REVOLUCIÓN POLINESIA

"Porque los rectos habitarán la tierra y los íntegros permanecerán en ella."- Proverbios 2:21.

26 de agosto del año 1898 de nuestro señor. Bitácora personal de Ichinose Haru.

No hay mucho que decir sobre este día estuve dormida hasta las doce, me despertaron para limpiar mi herida y pude ver y sentir el grave daño que recibí, una enorme marca con forma de "x" se había creado sobre mi pecho, es una horrenda cicatriz pero aún es mejor que estar muerta, además aunque guste de acicalarme no lo hago para atraer a nadie así que lo que está herida le hacía a mi presencia física no me afecta, tras ese traumático procedimiento se me vistió y me sacaron de la habitación para que me alimentara y estuviera lista para la cena con los líderes hawaianos.

-Desde ahora en adelante verás las peleas con binoculares- me dijo Nio al traerme un almuerzo frutal.

Yo vi con detenimiento mi comida estaba hambrienta pero sentía náuseas de solo ver, también tenía un antojo por carne, no sé porque pero supongo que era la forma de que mi cuerpo tenía para advertirme de que necesitaba proteínas –Me gustaría también algo de carne.

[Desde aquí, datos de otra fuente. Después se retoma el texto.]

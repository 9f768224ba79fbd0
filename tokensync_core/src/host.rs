//! Interfaces the core consumes from the design tool.
//!
//! Every method is asynchronous because the host answers over a message
//! channel and the document may change between two calls. Lookups return
//! `Ok(None)` for nodes or variables that no longer exist; mutating calls on
//! something that vanished return [`HostError::NotFound`].

use crate::CollectionId;
use crate::HostResult;
use crate::LibraryCollection;
use crate::LibraryVariable;
use crate::ModeId;
use crate::NodeId;
use crate::ResolvedType;
use crate::SceneNode;
use crate::TextNode;
use crate::Variable;
use crate::VariableAlias;
use crate::VariableCollection;
use crate::VariableId;
use crate::VariableScope;
use crate::VariableValue;

/// The document's local variables and collections.
#[allow(async_fn_in_trait)]
pub trait VariableStore {
	async fn local_collections(&self) -> HostResult<Vec<VariableCollection>>;

	async fn collection_by_id(&self, id: &CollectionId) -> HostResult<Option<VariableCollection>>;

	/// Create a collection with a single default mode.
	async fn create_collection(&self, name: &str) -> HostResult<VariableCollection>;

	async fn rename_mode(&self, collection: &CollectionId, mode: &ModeId, name: &str)
	-> HostResult<()>;

	async fn add_mode(&self, collection: &CollectionId, name: &str) -> HostResult<ModeId>;

	/// Remove a mode. The host rejects removal of the default mode.
	async fn remove_mode(&self, collection: &CollectionId, mode: &ModeId) -> HostResult<()>;

	async fn local_variables(&self, resolved_type: ResolvedType) -> HostResult<Vec<Variable>>;

	/// Look up a local or already imported variable.
	async fn variable_by_id(&self, id: &VariableId) -> HostResult<Option<Variable>>;

	async fn create_variable(
		&self,
		name: &str,
		collection: &CollectionId,
		resolved_type: ResolvedType,
	) -> HostResult<Variable>;

	async fn remove_variable(&self, id: &VariableId) -> HostResult<()>;

	async fn set_scopes(&self, id: &VariableId, scopes: &[VariableScope]) -> HostResult<()>;

	/// Set (or with `None`, clear) the value of one mode.
	async fn set_value_for_mode(
		&self,
		id: &VariableId,
		mode: &ModeId,
		value: Option<VariableValue>,
	) -> HostResult<()>;
}

/// Variable collections published from other files.
#[allow(async_fn_in_trait)]
pub trait LibraryCatalog {
	async fn library_collections(&self) -> HostResult<Vec<LibraryCollection>>;

	async fn library_variables(&self, collection_key: &str) -> HostResult<Vec<LibraryVariable>>;

	/// Import a published variable into the document by its key. Slow: the
	/// host fetches the whole variable from the library.
	async fn import_variable_by_key(&self, key: &str) -> HostResult<Variable>;
}

/// The live document tree.
#[allow(async_fn_in_trait)]
pub trait SceneGraph {
	async fn selection(&self) -> HostResult<Vec<SceneNode>>;

	async fn current_page(&self) -> HostResult<SceneNode>;

	async fn pages(&self) -> HostResult<Vec<SceneNode>>;

	/// Make sure the page's contents are available before traversing it.
	async fn load_page(&self, page: &NodeId) -> HostResult<()>;

	async fn node_by_id(&self, id: &NodeId) -> HostResult<Option<SceneNode>>;

	/// The structural parent. `None` for the document root.
	async fn parent(&self, id: &NodeId) -> HostResult<Option<SceneNode>>;

	async fn text_node(&self, id: &NodeId) -> HostResult<Option<TextNode>>;

	/// Every text node below `root`, in document order.
	async fn text_descendants(&self, root: &NodeId) -> HostResult<Vec<TextNode>>;

	/// Bind a variable to a text node's content.
	async fn bind_characters(&self, node: &NodeId, variable: &VariableId) -> HostResult<()>;

	/// Override an instance property with a variable alias.
	async fn set_instance_property(
		&self,
		instance: &NodeId,
		property: &str,
		alias: VariableAlias,
	) -> HostResult<()>;

	async fn instance_property_binding(
		&self,
		instance: &NodeId,
		property: &str,
	) -> HostResult<Option<VariableAlias>>;
}

/// Key/value blob persistence. The host provides a document-scoped store
/// and a client-scoped store; the latter has a capacity ceiling.
#[allow(async_fn_in_trait)]
pub trait BlobStore {
	async fn load(&self, key: &str) -> HostResult<Option<String>>;

	async fn save(&self, key: &str, blob: String) -> HostResult<()>;

	async fn remove(&self, key: &str) -> HostResult<()>;
}

impl<T: BlobStore + ?Sized> BlobStore for &T {
	async fn load(&self, key: &str) -> HostResult<Option<String>> {
		(**self).load(key).await
	}

	async fn save(&self, key: &str, blob: String) -> HostResult<()> {
		(**self).save(key, blob).await
	}

	async fn remove(&self, key: &str) -> HostResult<()> {
		(**self).remove(key).await
	}
}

-No hay problema, aquí el calamar están bueno como en casa, ya te lo traigo- expresó Hashiri con mucha energía al levantarse y dirigirse a la cocina del restaurante.

Yo comencé a saborear las frutas frente a mí, mientras lo hacía por la puerta ingresaron Tokaku y Kouko con miradas algo contrariadas.

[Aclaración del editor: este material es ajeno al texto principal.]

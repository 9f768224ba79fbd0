use serde::Deserialize;
use serde::Serialize;
use tracing::debug;

use crate::BlobStore;
use crate::BulkApplyOptions;
use crate::CollectionSelector;
use crate::NodeFilter;
use crate::TextScope;
use crate::TokenSyncResult;

/// Key settings are stored under, in both the document and the client store.
pub const SETTINGS_KEY: &str = "tokensync-settings";

/// Settings shared by everyone working on a document: how to reach the
/// external source and which collection it syncs into.
#[derive(Debug, Clone, Default, PartialEq, Eq, Serialize, Deserialize)]
#[serde(rename_all = "camelCase", default)]
pub struct DocumentSettings {
	pub database_id: String,
	pub integration_token: String,
	pub key_property: String,
	pub value_properties: Vec<String>,
	pub collection_name: String,
}

/// Per-user preferences for bulk apply.
#[derive(Debug, Clone, PartialEq, Eq, Serialize, Deserialize)]
#[serde(rename_all = "camelCase", default)]
pub struct ClientSettings {
	pub target_collection: CollectionSelector,
	pub target_scope: TextScope,
	pub include_components: bool,
	pub include_instances: bool,
	#[serde(skip_serializing_if = "Option::is_none")]
	pub name_filter: Option<String>,
}

impl Default for ClientSettings {
	fn default() -> Self {
		Self::from(&BulkApplyOptions::default())
	}
}

impl ClientSettings {
	pub fn bulk_apply_options(&self) -> BulkApplyOptions {
		BulkApplyOptions {
			scope: self.target_scope,
			collection: self.target_collection.clone(),
			filter: NodeFilter {
				include_components: self.include_components,
				include_instances: self.include_instances,
			},
			name_filter: self.name_filter.clone(),
		}
	}
}

impl From<&BulkApplyOptions> for ClientSettings {
	fn from(options: &BulkApplyOptions) -> Self {
		Self {
			target_collection: options.collection.clone(),
			target_scope: options.scope,
			include_components: options.filter.include_components,
			include_instances: options.filter.include_instances,
			name_filter: options.name_filter.clone(),
		}
	}
}

/// Document and client settings merged into one view.
#[derive(Debug, Clone, Default, PartialEq, Eq, Serialize, Deserialize)]
pub struct Settings {
	#[serde(flatten)]
	pub document: DocumentSettings,
	#[serde(flatten)]
	pub client: ClientSettings,
}

/// Reads and writes [`Settings`] split across the two stores.
#[derive(Debug)]
pub struct SettingsStore<D, C> {
	document: D,
	client: C,
}

impl<D: BlobStore, C: BlobStore> SettingsStore<D, C> {
	pub fn new(document: D, client: C) -> Self {
		Self { document, client }
	}

	/// Load both halves, using defaults for whatever was never saved.
	pub async fn load(&self) -> TokenSyncResult<Settings> {
		let document = match self.document.load(SETTINGS_KEY).await? {
			Some(raw) => serde_json::from_str(&raw)?,
			None => DocumentSettings::default(),
		};
		let client = match self.client.load(SETTINGS_KEY).await? {
			Some(raw) => serde_json::from_str(&raw)?,
			None => ClientSettings::default(),
		};
		debug!("loaded settings");

		Ok(Settings { document, client })
	}

	pub async fn save(&self, settings: &Settings) -> TokenSyncResult<()> {
		self.document
			.save(SETTINGS_KEY, serde_json::to_string(&settings.document)?)
			.await?;
		self.client
			.save(SETTINGS_KEY, serde_json::to_string(&settings.client)?)
			.await?;
		debug!("saved settings");

		Ok(())
	}
}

-Hola Haru, me alegra saber que tu incidente no paso a mayores- dijo Azuma con sutileza.

-Gracias- le dije con una sonrisa pero como que mi pecho se estremeció literalmente, mi herida me ardió y traté de rascarme pero Tokaku me sujeto la mano.

-No es buena idea, Ichinose- me dijo al devolver mi mano a la mesa.

-Haru, no sabes de las cosas que te has perdido en tu estancia en la clínica- comentó Kaminaga y sabía que me lo contaría sin necesidad de pedírselo –Leilani, fue encontrada muerta ayer- dijo con pausa y seriedad.

-¿Qué?- pronuncié desconcertada, no era posible, esa chica tan simpática y que nos ayudó tanto, muerta, de un día para el otro, mi corazón se turbó pero a pesar de que me caía bien fue muy poco el tiempo que la conocía como para que un dolor aberrante se produjera en mí, en su lugar un desasosiego y tristeza pulularon, más por el hecho de saber que la última noche estuvo con Otoya, lo cual la convertía en una posible culpable, pero me resulta difícil creer eso, Takechi es muy risueña y libidinosa pero no agresiva, no la veo con el perfil de un asesino.

Nio regresó con un filete de calamar a la mesa y viéndome embobada preguntó -¿Qué pasó aquí?

-Leilani, está muerta- susurré todavía incrédula.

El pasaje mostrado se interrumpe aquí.